Мы оба засовываем в лаз головы.

– Смотри! Потолком служит – всего лишь дернина бамбука!

– Ну!.. Толстая, сантиметров десять!

– Как из проволоки! Она – фиг прорвётся! Крепкая!

– Ага… Давай мерить!

Я достаю рулетку и дневничок.

– Так! Пиши! Размеры лаза: высота шестьдесят, ширина – шестьдесят пять…

Я лезу вовнутрь…

– Длинна до дальней стенки спальной камеры – два метра шестьдесят семь!.. Её ширина – сто тринадцать!.. Высота восемьдесят три!

Через пять минут, мы оставляем берлогу в покое и разворачиваемся лицом к вершине сопки…

Противоположный склон сопки, практически до самой вершины, покрыт смешанным лесом. На краевых к вершине деревьях, на одном с вершиной уровне, нашим глазам открывается огромное, сложенное из толстых сучьев, гнездо!

– О! – изумляется Игорь.

– Гнездо! – стою я, тоже задрав лицо вверх.

– Гнездо орлана-белохвоста!

– Смотри, где устроились!

– Ну… Пустует, пока.

– Ага! Не видно никого… Наверно, ещё рано.

Это гнездо – наше открытие! Оно никому не известно! Три года, орнитологи заповедника пытались выяснить, где находится гнездо орланов в бассейне Саратовской. И всё – безуспешно. Собственно говоря, ничего удивительного в этом нет. Ведь, увидеть его можно только в непосредственной близости.

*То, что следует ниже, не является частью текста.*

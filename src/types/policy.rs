//! IAM-style policy documents.
//!
//! Documents are assembled as typed statements and rendered into the
//! provider's policy-JSON wire form (`Version`/`Statement` with PascalCase
//! keys). Resources may be typed references into the stack graph; the
//! provider substitutes them at declare time.

use std::collections::BTreeSet;
use std::fmt::{Display, Formatter, Result as FmtResult};

use itertools::Itertools;
use serde::{Serialize, Serializer};

use crate::types::AttrValue;

const POLICY_VERSION: &str = "2012-10-17";

#[derive(Debug, Clone, Copy, PartialEq, Eq)]
pub enum Effect {
    Allow,
    Deny,
}

impl Display for Effect {
    fn fmt(&self, f: &mut Formatter<'_>) -> FmtResult {
        match self {
            Effect::Allow => write!(f, "Allow"),
            Effect::Deny => write!(f, "Deny"),
        }
    }
}

/// The principal a trust-policy statement applies to.
#[derive(Debug, Clone, PartialEq, Eq)]
pub enum PolicyPrincipal {
    /// A provider service principal, e.g. `ecs-tasks.amazonaws.com`.
    Service(String),
    /// An account-level principal ARN, e.g. `arn:aws:iam::<account>:root`.
    Aws(String),
}

#[derive(Debug, Clone, PartialEq, Eq)]
pub struct Statement {
    pub sid: Option<String>,
    pub effect: Effect,
    pub actions: BTreeSet<String>,
    pub resources: Vec<AttrValue>,
    pub principal: Option<PolicyPrincipal>,
    pub condition: Option<AttrValue>,
}

impl Statement {
    pub fn allow<I, S>(sid: &str, actions: I) -> Self
    where
        I: IntoIterator<Item = S>,
        S: Into<String>,
    {
        Statement {
            sid: Some(sid.to_string()),
            effect: Effect::Allow,
            actions: actions.into_iter().map(Into::into).collect(),
            resources: Vec::new(),
            principal: None,
            condition: None,
        }
    }

    /// Add a resource the statement applies to.
    pub fn on(mut self, resource: AttrValue) -> Self {
        self.resources.push(resource);
        self
    }

    pub fn principal(mut self, principal: PolicyPrincipal) -> Self {
        self.principal = Some(principal);
        self
    }

    pub fn when(mut self, condition: AttrValue) -> Self {
        self.condition = Some(condition);
        self
    }

    fn to_attr(&self) -> AttrValue {
        let mut entries: Vec<(&str, AttrValue)> = Vec::new();
        if let Some(sid) = &self.sid {
            entries.push(("Sid", AttrValue::Str(sid.clone())));
        }
        entries.push(("Effect", AttrValue::Str(self.effect.to_string())));
        if let Some(principal) = &self.principal {
            let (key, value) = match principal {
                PolicyPrincipal::Service(service) => ("Service", service.clone()),
                PolicyPrincipal::Aws(arn) => ("AWS", arn.clone()),
            };
            entries.push((
                "Principal",
                AttrValue::map([(key, AttrValue::Str(value))]),
            ));
        }
        entries.push((
            "Action",
            collapse(self.actions.iter().map(|a| AttrValue::Str(a.clone())).collect()),
        ));
        if !self.resources.is_empty() {
            entries.push(("Resource", collapse(self.resources.clone())));
        }
        if let Some(condition) = &self.condition {
            entries.push(("Condition", condition.clone()));
        }
        AttrValue::map(entries)
    }
}

/// Single-element arrays collapse to a scalar, so a lone action renders as
/// e.g. `"Action": "sts:AssumeRole"` rather than a one-element list.
fn collapse(mut values: Vec<AttrValue>) -> AttrValue {
    if values.len() == 1 {
        values.remove(0)
    } else {
        AttrValue::List(values)
    }
}

/// An ordered sequence of statements under one policy version.
#[derive(Debug, Clone, PartialEq, Eq)]
pub struct PolicyDocument {
    pub statements: Vec<Statement>,
}

impl PolicyDocument {
    pub fn new(statements: Vec<Statement>) -> Self {
        PolicyDocument { statements }
    }

    /// Render into the policy-JSON wire form as a node attribute.
    pub fn to_attr(&self) -> AttrValue {
        AttrValue::map([
            ("Version", AttrValue::Str(POLICY_VERSION.to_string())),
            (
                "Statement",
                AttrValue::List(self.statements.iter().map(Statement::to_attr).collect()),
            ),
        ])
    }

    /// Every action granted by the document, sorted and deduplicated.
    pub fn action_names(&self) -> Vec<String> {
        self.statements
            .iter()
            .flat_map(|s| s.actions.iter().cloned())
            .sorted()
            .dedup()
            .collect()
    }
}

impl Serialize for PolicyDocument {
    fn serialize<S: Serializer>(&self, ser: S) -> Result<S::Ok, S::Error> {
        self.to_attr().serialize(ser)
    }
}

– А гнездо, всё-же, есть! – радуюсь я, – И – вот оно!

Я вытаскиваю из кармана свой дневничок и вношу в него данные о гнезде…

– Саш! А, гнездо – прямо, стандарт! – прищуривается Игорь, на гнездо, – Я, такие – уже встречал! Орланы находят толстое дерево, к вершине которого, своей вершиной прислонилось зависшее, другое дерево. И в месте стыка этих двух деревьев, собирают себе гнездо, из толстых сучьев.

– Точно! – соглашаюсь я, – Гнездо орланов, что на Тятинке, в завале – тоже построено в развилке, образованной зависшей, сухой пихтой, которая упёрлась в толстенную берёзу.

– Ну, вот!.. Всё записал?

– Ага!

– Тогда, что? Пошли дальше?

– Пошли!

И мы шагаем по насту, дальше. Начинаем скатываться с вершины сопки по другому её склону – в сторону Перевального, к западному борту Саратовской долины…

И, ещё на склоне своей сопки, выходим на след медведя!

– О! Медведь! Наконец-то! – радуюсь я.

– Сегодняшний след! – отмечает Игорь.

Когтистые медвежьи следы чётко печатаются по плотному снегу. Я вытаскиваю рулетку и замеряю ширину передней лапы…

– Двенадцать сантиметров!

– Ясно, – кивает брат, – Молодой, мелкий.

– Ну.

И без рулетки – мы видим, что это молодой зверь, практически, подросток.

– Надо его потропить! – предлагаю я, – Посмотрим, что он, в это время года, жрёт.

Мы шагаем по медвежьим следам, на белом снегу…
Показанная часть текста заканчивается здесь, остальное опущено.